L-Après il essaie quand même de mettre ses démos sur youtube, de contourner ces principes...
- Mais il est limité par ça, c'est indéniable.
L- Pour moi les disques de Mon Cul, on pourrait les ranger dans… C'est pas élitiste du tout, mais c'est plus une musique de connaisseurs. Ça peut pas plaire à tout le monde, c'était une volonté de sortir des disques... Ils sont tous différents mais ils sont tous dans une certaine énergie, avec un côté anti-mainstream quoi
- Je fais tout pour que ce ne soit pas de la musique élitiste. Je fais du "pas cher" pour que justement il n'y ait pas de sélection économique, pour que n'importe qui – peu importe ses moyens – puisse acheter les disques ou télécharger sur internet. Ça peut paraître élitiste dans le sens où sont représentés des groupes qui n'ont pas du tout de place dans l'univers mainstream et que ça demande un certain décodage. Et en ce sens là oui, ça peut paraître élitiste parce qu'on nous vend tellement de la merde à longueur de temps, toujours avec le même son, méga compressé, avec toujours exactement le même grain, de l'autotune partout... A un moment donné, oui, c'est sûr que quand t'entends un truc enregistré comme y'a 30 ans, ou juste différemment, avec un contenu totalement ignoré par les médias dominants, ça peut paraître élitiste parce que l'oreille n'est pas (ou plus) habituée à ça, parce que tous les jours on nous formate, on nous habitue à écouter certaines choses. Pourtant, l'élitisme est du côté de ces élites qui contrôlent les médias et daignent nous faire entendre des contenus qu'ils ont sélectionnés. Il décident de l'air du temps. Je suis toujours perplexe du fait que les gens n'aiment que ce que les critiques leur ont dit d'aimer. Nous sommes soi-disant à l'heure de la "fin des idéologies", "du développement des individus libres" et j'ai pourtant l'impression que nous n'avons jamais été aussi moutons, avec aussi peu d'autonomie sur notre goût, aussi peu d'autonomie tout court.
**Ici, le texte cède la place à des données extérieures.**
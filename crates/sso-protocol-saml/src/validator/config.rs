//! Per-SP validator configuration and its resolution.

use std::collections::HashMap;

use serde::{Deserialize, Serialize};

use crate::error::ConfigResolutionError;

/// Validation settings registered for one service provider.
#[derive(Debug, Clone, Default, PartialEq, Eq, Serialize, Deserialize)]
pub struct RequestValidatorConfig {
    /// The SP's issuer (entity ID).
    pub service_provider_id: String,

    /// Display name used in error messages.
    #[serde(default)]
    pub name: String,

    /// Registered Assertion Consumer Service URLs.
    #[serde(default)]
    pub assertion_consumer_urls: Vec<String>,

    /// Informational: the ACS URL the gateway may use for unsolicited
    /// responses. Request validation never falls back to it; a request
    /// without an ACS URL is rejected.
    #[serde(default)]
    pub default_assertion_consumer_url: Option<String>,

    /// Require and verify a signature on every request.
    #[serde(default)]
    pub require_signature_validation: bool,

    /// DER certificate that verifies the SP's signatures.
    #[serde(default)]
    pub signing_certificate_der: Option<Vec<u8>>,

    /// Accepted `Destination` values, overriding the IdP-wide list when non-empty.
    #[serde(default)]
    pub destination_urls: Vec<String>,

    /// Error page used for this SP instead of the IdP default.
    #[serde(default)]
    pub error_page_url: Option<String>,
}

impl RequestValidatorConfig {
    /// Creates a configuration for an SP with no registered endpoints.
    #[must_use]
    pub fn new(service_provider_id: impl Into<String>) -> Self {
        Self {
            service_provider_id: service_provider_id.into(),
            ..Self::default()
        }
    }

    /// Sets the display name.
    #[must_use]
    pub fn with_name(mut self, name: impl Into<String>) -> Self {
        self.name = name.into();
        self
    }

    /// Registers an ACS URL.
    ///
    /// The first registered URL is also recorded as
    /// `default_assertion_consumer_url`.
    #[must_use]
    pub fn with_acs_url(mut self, url: impl Into<String>) -> Self {
        let url = url.into();
        if self.default_assertion_consumer_url.is_none() {
            self.default_assertion_consumer_url = Some(url.clone());
        }
        self.assertion_consumer_urls.push(url);
        self
    }

    /// Requires signed requests verified with the given DER certificate.
    #[must_use]
    pub fn require_signature(mut self, certificate_der: impl Into<Vec<u8>>) -> Self {
        self.require_signature_validation = true;
        self.signing_certificate_der = Some(certificate_der.into());
        self
    }

    /// Sets the SP-specific accepted destinations.
    #[must_use]
    pub fn with_destination_urls<I, S>(mut self, urls: I) -> Self
    where
        I: IntoIterator<Item = S>,
        S: Into<String>,
    {
        self.destination_urls = urls.into_iter().map(Into::into).collect();
        self
    }

    /// Sets the SP-specific error page.
    #[must_use]
    pub fn with_error_page_url(mut self, url: impl Into<String>) -> Self {
        self.error_page_url = Some(url.into());
        self
    }

    /// Returns the registered ACS entry equal to `url`.
    #[must_use]
    pub fn registered_acs_url(&self, url: &str) -> Option<&str> {
        self.assertion_consumer_urls
            .iter()
            .map(String::as_str)
            .find(|registered| *registered == url)
    }

    /// Returns the destinations to accept: this SP's list if non-empty,
    /// otherwise the IdP-wide list.
    #[must_use]
    pub fn accepted_destinations<'a>(&'a self, idp_destinations: &'a [String]) -> &'a [String] {
        if self.destination_urls.is_empty() {
            idp_destinations
        } else {
            &self.destination_urls
        }
    }

    /// Returns the name used in error messages.
    #[must_use]
    pub fn display_name(&self) -> &str {
        if self.name.is_empty() {
            &self.service_provider_id
        } else {
            &self.name
        }
    }
}

/// Looks up validator configuration by SP issuer.
///
/// Implementations must be safe to share between concurrent validations.
pub trait ServiceProviderResolver: Send + Sync {
    /// Resolves the configuration registered for `issuer`.
    ///
    /// # Errors
    ///
    /// Returns [`ConfigResolutionError::NotFound`] for an unknown issuer and
    /// `Malformed` or `Unavailable` for store failures.
    fn resolve_service_provider(
        &self,
        issuer: &str,
    ) -> Result<RequestValidatorConfig, ConfigResolutionError>;
}

/// An in-memory SP registry.
#[derive(Debug, Clone, Default)]
pub struct StaticServiceProviders {
    providers: HashMap<String, RequestValidatorConfig>,
}

impl StaticServiceProviders {
    /// Creates an empty registry.
    #[must_use]
    pub fn new() -> Self {
        Self::default()
    }

    /// Adds an SP, replacing any previous entry with the same ID.
    #[must_use]
    pub fn with_provider(mut self, config: RequestValidatorConfig) -> Self {
        self.insert(config);
        self
    }

    /// Adds an SP, returning the entry it replaced.
    pub fn insert(&mut self, config: RequestValidatorConfig) -> Option<RequestValidatorConfig> {
        self.providers.insert(config.service_provider_id.clone(), config)
    }

    /// Returns the number of registered SPs.
    #[must_use]
    pub fn len(&self) -> usize {
        self.providers.len()
    }

    /// Returns true if no SP is registered.
    #[must_use]
    pub fn is_empty(&self) -> bool {
        self.providers.is_empty()
    }
}

impl ServiceProviderResolver for StaticServiceProviders {
    fn resolve_service_provider(
        &self,
        issuer: &str,
    ) -> Result<RequestValidatorConfig, ConfigResolutionError> {
        self.providers
            .get(issuer)
            .cloned()
            .ok_or_else(|| ConfigResolutionError::NotFound(issuer.to_string()))
    }
}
L- Ton disque est la 99ème sortie de Mon Cul
- Oui c'est ça.
L- Et Besoin Dead c'est né avant, pendant ou après les Louise Mitchels ?
P- C'est né pendant. En fait, c'est né de la frustration de pas pouvoir aller aux États-Unis avec les Louise Mitchels. Ça faisait deux années de suite qu'on nous proposait d'aller refaire une tournée là bas, et avec Geoff, après ce deuxième refus des autres qui n'étaient pas disponibles, on s'est dit "viens on fait un truc et on part tous les deux". À la base c'était un projet qui devait durer seulement le temps de cette tournée, mais on a eu tellement de supers retours qu'on a eu envie de continuer, de le montrer aux amis ici. On a continué à recevoir des bons retours.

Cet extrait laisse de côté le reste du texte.